→ Dataset entries
'''

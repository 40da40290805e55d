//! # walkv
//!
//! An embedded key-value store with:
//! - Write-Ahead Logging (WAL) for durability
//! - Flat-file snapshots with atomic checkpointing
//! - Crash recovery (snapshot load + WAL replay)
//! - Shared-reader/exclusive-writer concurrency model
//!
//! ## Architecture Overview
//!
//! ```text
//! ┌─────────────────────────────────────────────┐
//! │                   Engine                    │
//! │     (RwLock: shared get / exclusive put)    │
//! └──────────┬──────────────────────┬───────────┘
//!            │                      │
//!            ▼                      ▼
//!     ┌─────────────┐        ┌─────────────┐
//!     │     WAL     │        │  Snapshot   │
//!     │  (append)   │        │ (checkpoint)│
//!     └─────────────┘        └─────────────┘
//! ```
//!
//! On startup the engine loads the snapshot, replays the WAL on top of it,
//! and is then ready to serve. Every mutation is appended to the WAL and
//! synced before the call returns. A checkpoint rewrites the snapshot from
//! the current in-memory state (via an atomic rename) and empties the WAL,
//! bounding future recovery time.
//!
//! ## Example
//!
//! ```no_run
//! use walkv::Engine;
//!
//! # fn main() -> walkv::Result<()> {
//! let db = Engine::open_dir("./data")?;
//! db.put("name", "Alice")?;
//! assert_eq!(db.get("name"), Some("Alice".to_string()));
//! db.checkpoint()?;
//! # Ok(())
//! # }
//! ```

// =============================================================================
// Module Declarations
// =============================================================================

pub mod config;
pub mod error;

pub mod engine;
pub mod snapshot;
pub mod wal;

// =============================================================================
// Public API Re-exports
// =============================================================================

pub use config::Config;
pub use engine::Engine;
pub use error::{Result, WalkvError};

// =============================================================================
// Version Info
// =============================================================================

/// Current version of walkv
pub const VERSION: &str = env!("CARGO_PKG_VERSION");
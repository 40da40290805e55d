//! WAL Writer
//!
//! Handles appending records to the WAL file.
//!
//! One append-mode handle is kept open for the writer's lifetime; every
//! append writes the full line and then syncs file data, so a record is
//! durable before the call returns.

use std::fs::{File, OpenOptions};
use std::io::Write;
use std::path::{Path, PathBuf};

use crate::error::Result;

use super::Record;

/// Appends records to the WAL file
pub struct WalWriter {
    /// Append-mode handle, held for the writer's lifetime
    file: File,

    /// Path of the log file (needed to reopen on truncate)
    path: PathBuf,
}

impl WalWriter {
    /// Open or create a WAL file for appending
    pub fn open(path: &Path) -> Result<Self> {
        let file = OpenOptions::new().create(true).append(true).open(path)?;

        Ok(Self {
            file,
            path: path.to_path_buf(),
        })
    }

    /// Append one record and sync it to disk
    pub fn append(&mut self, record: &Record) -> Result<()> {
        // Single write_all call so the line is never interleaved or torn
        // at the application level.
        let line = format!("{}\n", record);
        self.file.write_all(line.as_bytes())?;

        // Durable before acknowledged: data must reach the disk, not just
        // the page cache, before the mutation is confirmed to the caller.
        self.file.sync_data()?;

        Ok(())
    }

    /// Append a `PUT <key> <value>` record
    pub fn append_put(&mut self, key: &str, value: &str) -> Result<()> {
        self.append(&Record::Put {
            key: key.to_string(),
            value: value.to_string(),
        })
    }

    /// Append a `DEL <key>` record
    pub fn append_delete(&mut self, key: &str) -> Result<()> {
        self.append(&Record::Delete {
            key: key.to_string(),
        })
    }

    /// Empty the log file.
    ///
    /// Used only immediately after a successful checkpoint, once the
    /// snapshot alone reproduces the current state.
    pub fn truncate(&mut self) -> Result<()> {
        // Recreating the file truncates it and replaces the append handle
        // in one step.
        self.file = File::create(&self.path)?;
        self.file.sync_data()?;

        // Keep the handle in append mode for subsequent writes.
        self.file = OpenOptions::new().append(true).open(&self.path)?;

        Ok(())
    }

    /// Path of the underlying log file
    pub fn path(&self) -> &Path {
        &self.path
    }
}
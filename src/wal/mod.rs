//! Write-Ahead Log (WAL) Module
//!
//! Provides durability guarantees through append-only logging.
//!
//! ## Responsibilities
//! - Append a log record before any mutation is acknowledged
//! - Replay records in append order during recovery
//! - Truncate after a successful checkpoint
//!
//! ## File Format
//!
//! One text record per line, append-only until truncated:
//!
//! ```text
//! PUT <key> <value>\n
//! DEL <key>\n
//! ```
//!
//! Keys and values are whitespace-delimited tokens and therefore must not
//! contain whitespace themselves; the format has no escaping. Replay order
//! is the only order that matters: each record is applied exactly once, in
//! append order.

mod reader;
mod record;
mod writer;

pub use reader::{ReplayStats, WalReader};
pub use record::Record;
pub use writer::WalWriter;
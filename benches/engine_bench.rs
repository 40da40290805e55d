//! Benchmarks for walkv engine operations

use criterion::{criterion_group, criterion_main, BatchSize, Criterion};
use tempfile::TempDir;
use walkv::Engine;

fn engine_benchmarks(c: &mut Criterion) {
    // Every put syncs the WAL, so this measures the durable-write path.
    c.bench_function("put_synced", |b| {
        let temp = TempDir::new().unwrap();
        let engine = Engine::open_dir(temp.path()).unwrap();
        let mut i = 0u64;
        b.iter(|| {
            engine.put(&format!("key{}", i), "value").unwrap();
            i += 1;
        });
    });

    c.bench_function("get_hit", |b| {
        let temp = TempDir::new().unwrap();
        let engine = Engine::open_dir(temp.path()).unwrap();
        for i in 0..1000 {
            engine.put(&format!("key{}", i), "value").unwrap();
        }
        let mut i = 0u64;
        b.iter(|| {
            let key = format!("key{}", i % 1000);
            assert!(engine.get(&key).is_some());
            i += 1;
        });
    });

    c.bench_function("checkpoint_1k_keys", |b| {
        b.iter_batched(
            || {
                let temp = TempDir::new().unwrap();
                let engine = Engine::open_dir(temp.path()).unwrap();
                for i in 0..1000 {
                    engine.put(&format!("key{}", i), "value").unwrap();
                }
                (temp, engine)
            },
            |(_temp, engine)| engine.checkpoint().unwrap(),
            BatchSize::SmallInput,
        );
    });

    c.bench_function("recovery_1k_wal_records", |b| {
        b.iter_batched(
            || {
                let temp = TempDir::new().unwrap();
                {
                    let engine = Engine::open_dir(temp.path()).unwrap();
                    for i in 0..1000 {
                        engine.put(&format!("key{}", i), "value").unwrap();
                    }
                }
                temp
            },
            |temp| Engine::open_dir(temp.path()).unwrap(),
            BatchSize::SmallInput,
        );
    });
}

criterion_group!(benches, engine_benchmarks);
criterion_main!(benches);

'''
'''

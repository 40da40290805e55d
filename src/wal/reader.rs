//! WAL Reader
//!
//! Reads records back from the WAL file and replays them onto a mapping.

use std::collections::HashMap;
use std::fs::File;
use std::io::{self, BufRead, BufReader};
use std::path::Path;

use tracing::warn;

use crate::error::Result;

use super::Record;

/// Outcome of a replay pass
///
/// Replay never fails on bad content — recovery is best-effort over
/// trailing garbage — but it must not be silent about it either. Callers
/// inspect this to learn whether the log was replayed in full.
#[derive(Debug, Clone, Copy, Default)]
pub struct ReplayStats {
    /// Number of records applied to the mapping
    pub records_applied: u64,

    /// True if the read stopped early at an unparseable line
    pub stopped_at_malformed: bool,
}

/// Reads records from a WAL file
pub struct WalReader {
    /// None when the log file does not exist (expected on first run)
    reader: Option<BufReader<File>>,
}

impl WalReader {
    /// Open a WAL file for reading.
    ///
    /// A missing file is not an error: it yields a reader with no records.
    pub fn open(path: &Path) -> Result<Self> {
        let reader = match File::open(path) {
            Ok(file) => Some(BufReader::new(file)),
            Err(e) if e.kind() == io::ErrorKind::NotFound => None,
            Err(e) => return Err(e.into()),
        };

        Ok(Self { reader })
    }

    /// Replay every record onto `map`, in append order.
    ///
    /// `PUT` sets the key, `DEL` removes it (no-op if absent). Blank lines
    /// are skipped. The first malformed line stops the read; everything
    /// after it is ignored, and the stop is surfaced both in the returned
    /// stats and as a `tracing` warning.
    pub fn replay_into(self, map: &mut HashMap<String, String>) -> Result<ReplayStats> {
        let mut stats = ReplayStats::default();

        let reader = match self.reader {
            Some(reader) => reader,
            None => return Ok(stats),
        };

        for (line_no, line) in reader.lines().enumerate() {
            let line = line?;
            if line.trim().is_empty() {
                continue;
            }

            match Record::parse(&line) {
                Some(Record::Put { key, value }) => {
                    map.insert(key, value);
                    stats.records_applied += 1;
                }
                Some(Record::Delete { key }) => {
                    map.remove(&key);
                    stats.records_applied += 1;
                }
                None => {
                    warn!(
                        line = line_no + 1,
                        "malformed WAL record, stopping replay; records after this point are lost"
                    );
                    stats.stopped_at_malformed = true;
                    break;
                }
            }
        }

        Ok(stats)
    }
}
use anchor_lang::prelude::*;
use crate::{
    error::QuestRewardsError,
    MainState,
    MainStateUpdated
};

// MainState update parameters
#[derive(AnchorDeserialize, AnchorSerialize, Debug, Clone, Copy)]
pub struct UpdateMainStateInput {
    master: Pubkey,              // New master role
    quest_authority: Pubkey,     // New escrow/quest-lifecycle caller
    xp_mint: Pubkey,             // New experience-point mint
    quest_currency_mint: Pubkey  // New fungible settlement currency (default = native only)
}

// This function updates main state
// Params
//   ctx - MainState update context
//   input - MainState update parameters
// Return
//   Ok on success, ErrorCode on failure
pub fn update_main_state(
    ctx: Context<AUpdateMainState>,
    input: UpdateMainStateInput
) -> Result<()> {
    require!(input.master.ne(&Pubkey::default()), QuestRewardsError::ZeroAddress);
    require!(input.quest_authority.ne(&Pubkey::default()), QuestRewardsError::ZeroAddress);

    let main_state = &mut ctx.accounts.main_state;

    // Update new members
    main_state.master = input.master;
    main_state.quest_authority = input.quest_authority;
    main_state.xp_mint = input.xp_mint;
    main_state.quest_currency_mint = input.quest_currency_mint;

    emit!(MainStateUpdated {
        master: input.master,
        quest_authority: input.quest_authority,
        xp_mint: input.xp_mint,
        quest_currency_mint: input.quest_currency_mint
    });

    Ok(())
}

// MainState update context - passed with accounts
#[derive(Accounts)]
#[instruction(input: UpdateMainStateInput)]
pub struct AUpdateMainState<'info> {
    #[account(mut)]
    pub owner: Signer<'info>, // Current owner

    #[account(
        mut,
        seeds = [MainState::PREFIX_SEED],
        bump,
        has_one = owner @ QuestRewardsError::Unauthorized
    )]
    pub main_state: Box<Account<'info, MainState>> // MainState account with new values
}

'''

→ Work request
Among the lines above, return those that contain the string "OpenOptions".

→ Final answer
use std::fs::{File, OpenOptions};
        let file = OpenOptions::new().create(true).append(true).open(path)?;
        self.file = OpenOptions::new().append(true).open(&self.path)?;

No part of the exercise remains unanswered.